REPUBLIKA.CO.ID, JAKARTA- Pada masa awal Islam, perkumpulan perempuan merupakan fenomena yang langka, bahkan perempuan cenderung menghindari muncul di publik, agar terhindar dari fitnah.
Tetapi, dinukilkan dari Kunnasyat an-Nawadir karya Muhammad Harun, sejarah mencatat, perempuan pernah melakukan long march terbesar pada masa itu. Jumlahnya mencapai ribuan. Peristiwa itu terjadi saat meninggalnya Ahmad bin Hanbal, di Baghdad, pada 241 H/ 855 M. Wafatnya tokoh asal Turkmenistan tersebut meninggalkan luka mendalam bagi semua orang.
Bahkan menurut Imam Al-Baghdadi dalam kitab Tarikh-nya, gelombang takziyah bisa mencapai empat golongan yaitu Muslim, Nasrani, Yahud,dan Masehi.
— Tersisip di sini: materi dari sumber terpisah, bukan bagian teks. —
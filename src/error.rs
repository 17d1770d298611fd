//! Unified error types for chatstat.
//!
//! This module provides a single [`ChatstatError`] enum for every failure the
//! library surfaces to callers. Conditions the parser recovers from on its own
//! (a malformed line, a corrupt timestamp, a media placeholder) never become
//! errors; they are described by [`DropReason`] and counted in
//! [`ParseStats`](crate::core::ParseStats).
//!
//! # Error Handling Philosophy
//!
//! - **Fatal** errors abort the parse call with no partial result
//!   ([`UnsupportedFormat`](ChatstatError::UnsupportedFormat),
//!   [`AlignmentMismatch`](ChatstatError::AlignmentMismatch))
//! - **Noise** in real-world exports is dropped silently and logged at `debug`

use std::io;
use std::path::PathBuf;

use thiserror::Error;

/// A specialized [`Result`] type for chatstat operations.
///
/// # Example
///
/// ```rust
/// use chatstat::error::Result;
/// use chatstat::ParsedTranscript;
///
/// fn load() -> Result<Option<ParsedTranscript>> {
///     Ok(None)
/// }
/// ```
pub type Result<T> = std::result::Result<T, ChatstatError>;

/// The error type for all chatstat operations.
#[derive(Debug, Error)]
#[non_exhaustive]
pub enum ChatstatError {
    /// The format tag is not one of the two supported export formats.
    ///
    /// Raised before any text is looked at; there is never a partial result.
    #[error("Unsupported transcript format '{tag}'. Expected one of: {expected}")]
    UnsupportedFormat {
        /// The tag the caller supplied
        tag: String,
        /// Comma-separated list of accepted tags
        expected: &'static str,
    },

    /// The bracketed (iOS) segmenter produced a different number of
    /// timestamps than (sender, body) pairs.
    ///
    /// The records cannot be aligned safely, so the whole parse is rejected.
    #[error(
        "Timestamp/message alignment mismatch: {timestamps} timestamps but {messages} messages"
    )]
    AlignmentMismatch {
        /// Number of timestamp anchors kept after omission filtering
        timestamps: usize,
        /// Number of (sender, body) pairs extracted
        messages: usize,
    },

    /// An I/O error occurred while reading an export file.
    #[error("IO error: {0}")]
    Io(#[from] io::Error),

    /// The export file is not valid UTF-8.
    #[error("UTF-8 encoding error in {context}: {source}")]
    Utf8 {
        /// Description of where the error occurred
        context: String,
        /// The underlying UTF-8 error
        #[source]
        source: std::string::FromUtf8Error,
    },

    /// A parser configuration was rejected.
    #[error("Invalid configuration{}: {message}", path.as_ref().map(|p| format!(" (file: {})", p.display())).unwrap_or_default())]
    InvalidConfig {
        /// Description of what's wrong
        message: String,
        /// The config file path, if loaded from disk
        path: Option<PathBuf>,
    },

    /// CSV serialization error.
    #[cfg(feature = "csv-output")]
    #[error("CSV error: {0}")]
    Csv(#[from] csv::Error),

    /// JSON serialization error.
    #[cfg(feature = "json-output")]
    #[error("JSON error: {0}")]
    Json(#[from] serde_json::Error),
}

/// Why a candidate record was dropped instead of emitted.
///
/// None of these abort a parse; they are the expected noise of real exports.
#[derive(Debug, Clone, Copy, PartialEq, Eq, Hash)]
pub enum DropReason {
    /// A dashed-format line did not have the `date, time - ...` shape.
    MalformedLine,
    /// The extracted date/time failed strict parsing.
    TimestampParseFailure,
    /// A dashed-format body was exactly the media placeholder.
    MediaPlaceholder,
    /// A bracketed-format span was an omitted attachment.
    OmissionSpan,
}

impl std::fmt::Display for DropReason {
    fn fmt(&self, f: &mut std::fmt::Formatter<'_>) -> std::fmt::Result {
        match self {
            DropReason::MalformedLine => write!(f, "malformed line"),
            DropReason::TimestampParseFailure => write!(f, "timestamp parse failure"),
            DropReason::MediaPlaceholder => write!(f, "media placeholder"),
            DropReason::OmissionSpan => write!(f, "omitted attachment"),
        }
    }
}

impl From<std::string::FromUtf8Error> for ChatstatError {
    fn from(err: std::string::FromUtf8Error) -> Self {
        ChatstatError::Utf8 {
            context: "transcript decoding".to_string(),
            source: err,
        }
    }
}

// ============================================================================
// Convenience constructors
// ============================================================================

impl ChatstatError {
    /// Creates an unsupported format error for the given tag.
    pub fn unsupported_format(tag: impl Into<String>) -> Self {
        ChatstatError::UnsupportedFormat {
            tag: tag.into(),
            expected: "ios, android",
        }
    }

    /// Creates an alignment mismatch error.
    pub fn alignment_mismatch(timestamps: usize, messages: usize) -> Self {
        ChatstatError::AlignmentMismatch {
            timestamps,
            messages,
        }
    }

    /// Creates an invalid configuration error.
    pub fn invalid_config(message: impl Into<String>, path: Option<PathBuf>) -> Self {
        ChatstatError::InvalidConfig {
            message: message.into(),
            path,
        }
    }

    /// Returns `true` if the calling shell must treat this as terminal for
    /// the upload (no partial table may be rendered).
    pub fn is_terminal(&self) -> bool {
        matches!(
            self,
            ChatstatError::UnsupportedFormat { .. } | ChatstatError::AlignmentMismatch { .. }
        )
    }

    /// Returns `true` if this is an IO error.
    pub fn is_io(&self) -> bool {
        matches!(self, ChatstatError::Io(_))
    }

    /// Returns `true` if this is an unsupported format error.
    pub fn is_unsupported_format(&self) -> bool {
        matches!(self, ChatstatError::UnsupportedFormat { .. })
    }

    /// Returns `true` if this is an alignment mismatch.
    pub fn is_alignment_mismatch(&self) -> bool {
        matches!(self, ChatstatError::AlignmentMismatch { .. })
    }
}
Dikisahkan dari Bannan bin Ahmad Al-Qashbani, ketika dia hadir bersama pelayat untuk bertakziyah kepada Ahmad bin Hanbal, barisan manusia dari lapangan hingga jembatan Rub’ul Qathiah. Lautan manusia dari kaum pria sebanyak 800 ribu dan dari perempuan 60 ribu orang.
Siapa Ahmad bin Hanbal?
Ulama penting yang rendah hati itu bernama lengkap Ahmad bin Muhammad bin Hanbal Abu `Abdullah al-Shaybani. Ia terlahir di Merv, Asia Tengah (sekarang Turkmenistan), pada 20 Rabiul Awal tahun 164 H. Ada pula yang menyebut sang Imam lahir di Baghdad, Irak. Saat berada dalam kandungan sang bunda, Imam Ahmad bin Hanbal diajak ibunya hijrah ke metropolis intelektual dunia ketika itu, yakni Baghdad.
Fikih adalah ilmu agama pertama yang dipelajarinya secara khusus. Ia berguru pada Abu Yusuf--murid terkemuka sekaligus sahabat Abu Hanifah. Setelah mempelajari fikih, Ahmad bin Hanbal lalu menimba ilmu hadis. Ia melanglang buana dari satu negeri Islam ke negeri lainnya demi mendapatkan ilmu yang dicarinya. Petualangan menimba ilmu itu dilakukannya saat dia berusia 16 tahun.
Sebagai seorang murid yang cerdas dan baik, Ahmad bin Hanbal disayangi oleh semua gurunya. Ia pun selalu menaruh hormat kepada semua gurunya tanpa membeda-bedakan. Gurunya terbilang sangat banyak. Ibnu Al-Jawzi menuturkan, Imam Ahmad bin Hanbal memiliki 414 guru hadis.
Beberapa gurunya yang terkenal, di antaranya Ismail bin Ja'far, Abbad bin Abbad Al-Ataky, Umari bin Abdillah bin Khalid, Husyaim bin Basyir bin Qasim bin Dinar As-Sulami, Imam Syafi'i, Waki' bin Jarrah, Ismail bin Ulayyah, Sufyan bin `Uyainah, Abdurrazaq, serta Ibrahim bin Ma'qil.
Salah seorang guru yang paling dicintainya adalah Imam Syafi'i. Ia begitu bangga kepada kemampuan sang guru yang luar biasa dalam ilmu fikih. Setelah mencurahkan waktunya selama 40 tahun untuk menimba ilmu agama, Imam Ahmad bin Hanbal pun menjadi ulama yang berpengaruh. Ia menduduki jabatan penting dalam masyarakat Islam saat itu, yakni sebagai Mufti.
Kehebatan Imam Ahmad bin Hanbal dalam ilmu hadis sudah tak perlu diragukan. Ia adalah seorang ulama yang sangat ahli dalam ilmu yang satu ini. Kitab Al-Musnad Al-Kabir--ensiklopedia hadis--yang sangat monumental, ini memuat tak kurang dari 27 ribu hadis. Ini merupakan karya masterpiece sang Imam dan penelitian hadis yang dinilai terbaik.
Dalam bidang fikih, Imam Ahmad bin Hanbal dikenal sebagai pendiri Mazhab Hanbali. Ia sungguh beruntung karena bisa belajar dari ahli fikih termasyhur yang juga dikenal sebagai pendiri tiga mazhab lainnya, seperti Abu Hanifah (Imam Hanafi), Imam Syafi'i, dan Imam Maliki. Imam Hanbali telah melakukan improvisasi dan pengembangan dari mazhab-mazhab sebelumnya.